# Friends don't let friends knit drunk....



## Featherstitcher (Apr 9, 2011)

I haven't seen this before- hope it hasn't been around already.  love it.


----------



## Mary Diaz (Mar 30, 2012)

no need to be drunk :lol: :lol: :lol: :thumbup:


----------



## LilgirlCA (Jan 22, 2011)

Can have some interesting results


----------



## charbooth (Jan 9, 2015)

waddya mean... I can't have my gin & tonic ....hic - it's 5pm!!!!!


----------



## Featherstitcher (Apr 9, 2011)

Mary Diaz said:


> no need to be drunk :lol: :lol: :lol: :thumbup:


I hear you! I don't need booze to turn out something like that.


----------



## karno49 (Nov 13, 2014)

I wondered what had happened to my scarf!!!!


----------



## grandmann (Feb 4, 2011)

Why drink when you have your knitting :thumbup:


----------



## Nanabjem (Jun 29, 2012)

Just love this!


----------



## Grand8ma (Feb 16, 2014)

It's 5 o'clock somewhere...


----------



## raedean (Apr 25, 2011)

so cute


----------



## Marge in MI (Mar 5, 2011)

LOL LOL


----------



## kiwiannie (Jul 30, 2011)

It has class............ :thumbup: :thumbup: :thumbup:


----------



## Clancy P (Feb 26, 2014)

Yep! My friend and I both found out one glass of wine is the limit or my gauge changes enough that anything I'm doing after that will have to be frogged. The voice of experience...LOL.


----------



## run4fittness (May 22, 2011)

Ture, don't need to be drunk, just trying out a new stitch!


----------



## Lucille103 (Aug 14, 2011)

Love it


----------



## Rita Ann (Jan 17, 2012)

LOL...love it....


----------



## kipsalot (Jan 2, 2013)

Had to laugh. Thanks for sharing. With this I am off to start my day.


----------



## Linda S. (Aug 31, 2012)

It's the start of a scrumble!


----------



## BoBeau (Feb 18, 2011)

Here's a link to an interesting sweater pattern titled "Cables after Whiskey"

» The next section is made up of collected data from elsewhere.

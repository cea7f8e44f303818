//! Bounded batching queue between watcher callbacks and observers.

use std::collections::VecDeque;
use std::time::{Duration, Instant};

use super::{WatchEvent, WatchSettings};

/// Pending watch events and the flush schedule.
///
/// The queue never holds more than `queue_ceiling` events: at the ceiling the
/// oldest quarter (rounded up) is dropped. It becomes due either
/// `flush_interval` after the first event was queued, or immediately once
/// `max_batch` events are waiting or a refresh was queued.
#[derive(Debug)]
pub struct EventQueue {
    events: VecDeque<WatchEvent>,
    max_batch: usize,
    ceiling: usize,
    interval: Duration,
    deadline: Option<Instant>,
    urgent: bool,
    dropped: u64,
}

impl EventQueue {
    pub fn new(settings: &WatchSettings) -> Self {
        Self {
            events: VecDeque::new(),
            max_batch: settings.max_batch.max(1),
            ceiling: settings.queue_ceiling.max(1),
            interval: settings.flush_interval,
            deadline: None,
            urgent: false,
            dropped: 0,
        }
    }

    pub fn len(&self) -> usize {
        self.events.len()
    }

    pub fn is_empty(&self) -> bool {
        self.events.is_empty()
    }

    /// Total events dropped at the ceiling so far
    pub fn dropped(&self) -> u64 {
        self.dropped
    }

    /// Queues a change. A repeat of the last queued change only updates its
    /// timestamp.
    pub fn push(&mut self, event: WatchEvent, now: Instant) {
        if let Some(last) = self.events.back_mut() {
            if last.same_change(&event) {
                last.at = event.at;
                return;
            }
        }

        if self.events.len() >= self.ceiling {
            let drop = self.events.len().div_ceil(4);
            self.events.drain(..drop);
            self.dropped += drop as u64;
            tracing::warn!(
                "Watch queue reached {} events; dropped {} oldest",
                self.ceiling,
                drop
            );
        }

        self.events.push_back(event);

        if self.events.len() >= self.max_batch {
            self.urgent = true;
        } else if self.deadline.is_none() {
            self.deadline = Some(now + self.interval);
        }
    }

    /// Queues an event that must go out without waiting for the timer.
    pub fn push_urgent(&mut self, event: WatchEvent, now: Instant) {
        self.push(event, now);
        self.urgent = true;
    }

    /// True if a batch should be delivered at `now`.
    pub fn is_due(&self, now: Instant) -> bool {
        !self.events.is_empty() && (self.urgent || self.deadline.is_some_and(|d| now >= d))
    }

    /// When the queue becomes due on its own, if ever.
    pub fn deadline(&self) -> Option<Instant> {
        if self.events.is_empty() {
            None
        } else if self.urgent {
            Some(Instant::now())
        } else {
            self.deadline
        }
    }

    /// Removes up to `max_batch` of the oldest events.
    ///
    /// Whatever remains is rescheduled: immediately if another full batch is
    /// waiting, otherwise one interval from `now`.
    pub fn take_batch(&mut self, now: Instant) -> Vec<WatchEvent> {
        let count = self.events.len().min(self.max_batch);
        let batch: Vec<WatchEvent> = self.events.drain(..count).collect();

        let remaining_refresh = self.events.iter().any(WatchEvent::is_refresh);
        self.urgent = self.events.len() >= self.max_batch || remaining_refresh;
        self.deadline = (!self.events.is_empty()).then(|| now + self.interval);
        batch
    }

    /// Drops everything without delivering it.
    pub fn clear(&mut self) {
        self.events.clear();
        self.deadline = None;
        self.urgent = false;
    }
}
impl WatchObserver for ChannelObserver {
    fn on_batch(&self, events: &[WatchEvent]) {
        if self.tx.send(events.to_vec()).is_err() {
            self.closed.store(true, Ordering::SeqCst);
        }
    }

    fn is_closed(&self) -> bool {
        self.closed.load(Ordering::SeqCst)
    }
}
//! Top-level listing of a mod root.

use std::collections::BTreeSet;
use std::fs;
use std::path::Path;

use super::is_tombstone;
use crate::error::Result;

/// File extensions that are never mods (compared case-insensitively)
pub const IGNORED_EXTENSIONS: &[&str] = &["txt"];

/// Lists the mod names directly inside `root`.
///
/// Directories always count. Files count unless their extension is ignored.
/// Symlinks, special files and entries being deleted are skipped. A missing
/// root lists as empty.
pub fn list_entries(root: &Path) -> Result<BTreeSet<String>> {
    let mut names = BTreeSet::new();

    let read_dir = match fs::read_dir(root) {
        Ok(rd) => rd,
        Err(e) if e.kind() == std::io::ErrorKind::NotFound => return Ok(names),
        Err(e) => return Err(e.into()),
    };

    for entry in read_dir {
        let entry = entry?;
        let file_type = entry.file_type()?;
        let name = match entry.file_name().into_string() {
            Ok(name) => name,
            Err(raw) => {
                tracing::debug!("Skipping non UTF-8 entry {:?}", raw);
                continue;
            }
        };
        if is_tombstone(&name) {
            continue;
        }

        if file_type.is_dir() {
            names.insert(name);
        } else if file_type.is_file() && !is_ignored_file(&name) {
            names.insert(name);
        }
    }

    Ok(names)
}

fn is_ignored_file(name: &str) -> bool {
    Path::new(name)
        .extension()
        .and_then(|e| e.to_str())
        .map(|ext| {
            IGNORED_EXTENSIONS
                .iter()
                .any(|ignored| ext.eq_ignore_ascii_case(ignored))
        })
        .unwrap_or(false)
}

https://www.patternfish.com/patterns/4855


----------



## DollieD (Mar 7, 2011)

Mary Diaz said:


> no need to be drunk :lol: :lol: :lol: :thumbup:


Sometimes....me neither!


----------



## Loves2Knit (Feb 21, 2011)

Love it! I can do that stone cold sober! LOL


----------



## luvrcats (Dec 7, 2014)

another GOOD reason NOT to drink!!! Funeeee~~ :thumbup: :thumbup:


----------



## booksmith (May 20, 2011)

BoBeau said:


> Here's a link to an interesting sweater pattern titled "Cables after Whiskey"
> 
> https://www.patternfish.com/patterns/4855


That is a pretty sweater. I like the design the random cables make.


----------



## KnittyGritty800 (Apr 1, 2014)

So? as several previous posters have stated, "Who has to be drunk?"


----------



## Kateydid (Apr 24, 2012)

Oh, that's so funny! Thanks.


----------



## Damama (Oct 2, 2011)

Love it, what's my excuse?


----------



## Lucille103 (Aug 14, 2011)

BoBeau said:


> Here's a link to an interesting sweater pattern titled "Cables after Whiskey"
> 
> https://www.patternfish.com/patterns/4855


I love that jumper! Thanks for the link.


----------



## crafterwantabe (Feb 26, 2013)

Haha.


----------



## pammash (Oct 27, 2013)

Last Sept. had some abdominal surgery. My dr. prescribed Norco for pain-had some interesting knitting!!


----------



## hgayle (Aug 22, 2011)

Very funny.


----------



## Damama (Oct 2, 2011)

pammash said:


> Last Sept. had some abdominal surgery. My dr. prescribed Norco for pain-had some interesting knitting!!


Bet that was fun! LOL


----------



## Johna (May 7, 2012)

Lucille103 - What shawl pattern is in your Avatar? Did you make it. Very pretty.


----------



## pammash (Oct 27, 2013)

Damama said:


> Bet that was fun! LOL


Went back later and found some screw-ups, but kept my mouth shut. Was making a baby blanket for a friend's first great grandson-they loved it!!


----------



## norgraf2179 (Jun 4, 2016)

Cute, really don't need the drink to have something look like that.


----------



## Jessica-Jean (Mar 14, 2011)

BoBeau said:


> Here's a link to an interesting sweater pattern titled "Cables after Whiskey"
> 
> https://www.patternfish.com/patterns/4855


Thank you for that link!

I don't drink, knit sweaters, make things requiring seams, or purchase patterns, however I may make an exception to the last three for this one!

It can also be bought through Ravelry: http://www.ravelry.com/patterns/library/cables-after-whiskey
or directly from her website: https://lucyneatby.com/index.php?specific=1000257


----------